---
file_format: mystnb
kernelspec:
  name: python3
---

# Loading SDF Files

There are two main ways to load [EPOCH SDF files](https://epochpic.github.io/documentation/visualising_output.html)
into <inv:#xarray> objects; using the dedicated <project:#sdf_xarray> functions or
using the standard <inv:#xarray> interface with our custom engine. 

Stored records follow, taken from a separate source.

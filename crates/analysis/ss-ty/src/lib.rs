//! Static types of Story values
//!
//! This crate handles:
//! - Type representation, including the `any` top type and the `none`
//!   placeholder used before a variable is first bound
//! - The assignability lattice ([`Type::can_accept`])
//! - Result types of operators and literal collections

mod ops;

pub use ops::{BinaryOp, UnaryOp};

use derive_more::Display;
use serde::{Deserialize, Serialize};

/// A static type
#[derive(Debug, Clone, PartialEq, Eq, Hash, Display, Serialize, Deserialize)]
pub enum Type {
    /// Top type; accepts and is accepted by everything
    #[display("any")]
    Any,
    /// Not typed yet (an unbound name)
    #[display("none")]
    None,
    /// `true` / `false`
    #[display("boolean")]
    Boolean,
    /// Integer
    #[display("int")]
    Int,
    /// Floating point number
    #[display("float")]
    Float,
    /// String
    #[display("string")]
    String,
    /// Duration
    #[display("time")]
    Time,
    /// Regular expression
    #[display("regexp")]
    Regexp,
    /// Opaque object returned by services
    #[display("object")]
    Object,
    /// Homogeneous list
    #[display("List[{_0}]")]
    List(Box<Type>),
    /// Map from keys to values
    #[display("Map[{_0},{_1}]")]
    Map(Box<Type>, Box<Type>),
}

impl Type {
    /// `List[element]`
    #[must_use]
    pub fn list(element: Self) -> Self {
        Self::List(Box::new(element))
    }

    /// `Map[key,value]`
    #[must_use]
    pub fn map(key: Self, value: Self) -> Self {
        Self::Map(Box::new(key), Box::new(value))
    }

    /// Whether this is the `none` placeholder
    #[must_use]
    pub const fn is_none(&self) -> bool {
        matches!(self, Self::None)
    }

    /// Whether this is `any`
    #[must_use]
    pub const fn is_any(&self) -> bool {
        matches!(self, Self::Any)
    }

    /// Whether this is `int` or `float`
    #[must_use]
    pub const fn is_numeric(&self) -> bool {
        matches!(self, Self::Int | Self::Float)
    }

    /// Whether a value of type `source` may be stored in a slot of type `self`
    #[must_use]
    pub fn can_accept(&self, source: &Self) -> bool {
        if self == source {
            return true;
        }
        match (self, source) {
            (Self::Any, _) | (_, Self::Any) | (Self::Float, Self::Int) => true,
            (Self::List(target), Self::List(source)) => target.can_accept(source),
            (Self::Map(target_key, target_value), Self::Map(source_key, source_value)) => {
                target_key.can_accept(source_key) && target_value.can_accept(source_value)
            }
            (Self::Object, Self::Map(..)) => true,
            _ => false,
        }
    }

    /// Smallest common type of two values stored side by side in a collection
    #[must_use]
    pub fn join(&self, other: &Self) -> Self {
        if self == other {
            return self.clone();
        }
        match (self, other) {
            (Self::Int, Self::Float) | (Self::Float, Self::Int) => Self::Float,
            (Self::List(left), Self::List(right)) => Self::list(left.join(right)),
            (Self::Map(left_key, left_value), Self::Map(right_key, right_value)) => {
                Self::map(left_key.join(right_key), left_value.join(right_value))
            }
            _ => Self::Any,
        }
    }

    /// Common type of a collection's items; `any` for an empty collection
    #[must_use]
    pub fn join_all<'a>(types: impl IntoIterator<Item = &'a Self>) -> Self {
        types
            .into_iter()
            .fold(None, |acc: Option<Self>, ty| {
                Some(acc.map_or_else(|| ty.clone(), |acc| acc.join(ty)))
            })
            .unwrap_or(Self::Any)
    }

    /// Type named by an annotation, given its already resolved arguments
    #[must_use]
    pub fn from_annotation(name: &str, mut args: Vec<Self>) -> Option<Self> {
        let ty = match (name, args.len()) {
            ("any", 0) => Self::Any,
            ("boolean", 0) => Self::Boolean,
            ("int", 0) => Self::Int,
            ("float", 0) => Self::Float,
            ("string", 0) => Self::String,
            ("time", 0) => Self::Time,
            ("regexp", 0) => Self::Regexp,
            ("object", 0) => Self::Object,
            ("List", 1) => Self::list(args.pop()?),
            ("Map", 2) => {
                let value = args.pop()?;
                let key = args.pop()?;
                Self::map(key, value)
            }
            _ => return None,
        };
        Some(ty)
    }
}

#[cfg(test)]
mod tests {
    use super::*;

    #[test]
    fn any_is_accepted_both_ways() {
        for ty in [Type::Int, Type::String, Type::list(Type::Boolean)] {
            assert!(Type::Any.can_accept(&ty));
            assert!(ty.can_accept(&Type::Any));
        }
    }

    #[test]
    fn numeric_widening_is_one_way() {
        assert!(Type::Float.can_accept(&Type::Int));
        assert!(!Type::Int.can_accept(&Type::Float));
    }

    #[test]
    fn int_and_string_are_incompatible() {
        assert!(!Type::Int.can_accept(&Type::String));
        assert!(!Type::String.can_accept(&Type::Int));
    }

    #[test]
    fn collections_compare_element_types() {
        assert!(Type::list(Type::Float).can_accept(&Type::list(Type::Int)));
        assert!(!Type::list(Type::Int).can_accept(&Type::list(Type::String)));
        assert!(
            Type::map(Type::String, Type::Any).can_accept(&Type::map(Type::String, Type::Int))
        );
        assert!(!Type::map(Type::Int, Type::Int).can_accept(&Type::map(Type::String, Type::Int)));
        assert!(Type::Object.can_accept(&Type::map(Type::String, Type::Int)));
        assert!(!Type::Object.can_accept(&Type::list(Type::Int)));
    }

    #[test]
    fn none_only_accepts_none_or_any() {
        assert!(Type::None.can_accept(&Type::None));
        assert!(Type::None.can_accept(&Type::Any));
        assert!(!Type::None.can_accept(&Type::Int));
    }

    #[test]
    fn join_of_collection_items() {
        assert_eq!(Type::join_all(&[Type::Int, Type::Int]), Type::Int);
        assert_eq!(Type::join_all(&[Type::Int, Type::Float]), Type::Float);
        assert_eq!(Type::join_all(&[Type::Int, Type::String]), Type::Any);
        assert_eq!(Type::join_all(&Vec::<Type>::new()), Type::Any);
        assert_eq!(
            Type::list(Type::Int).join(&Type::list(Type::Float)),
            Type::list(Type::Float)
        );
    }

    #[test]
    fn annotations() {
        assert_eq!(Type::from_annotation("int", Vec::new()), Some(Type::Int));
        assert_eq!(
            Type::from_annotation("Map", vec![Type::String, Type::Int]),
            Some(Type::map(Type::String, Type::Int))
        );
        assert_eq!(Type::from_annotation("List", Vec::new()), None);
        assert_eq!(Type::from_annotation("integer", Vec::new()), None);
    }

    #[test]
    fn display_names() {
        assert_eq!(Type::Int.to_string(), "int");
        assert_eq!(
            Type::map(Type::String, Type::list(Type::Float)).to_string(),
            "Map[string,List[float]]"
        );
    }
}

The <project:#sdf_xarray> functions are wrappers designed specifically for SDF data, providing the most
straightforward experience:

- **Single files**: Use <project:#sdf_xarray.open_dataset> or <project:#sdf_xarray.open_datatree>
- **Multiple files**: Use <project:#sdf_xarray.open_mfdataset> or <project:#sdf_xarray.open_mfdatatree>
- **Raw files**: use <project:#sdf_xarray.sdf_interface.SDFFile>

If you prefer using the native <inv:#xarray> functions, you can use the <inv:#xarray.open_dataset>,
<inv:#xarray.open_datatree> and <inv:#xarray.open_mfdataset>. Strangely there is no function in
<inv:#xarray> for `xarray.open_mfdatatree`.

These functions should all work out of the box as long as <project:#sdf_xarray> is installed on your
system. If you are having issues reading files, you might need to pass the parameter
`engine=sdf_engine` when calling any of the above xarray functions.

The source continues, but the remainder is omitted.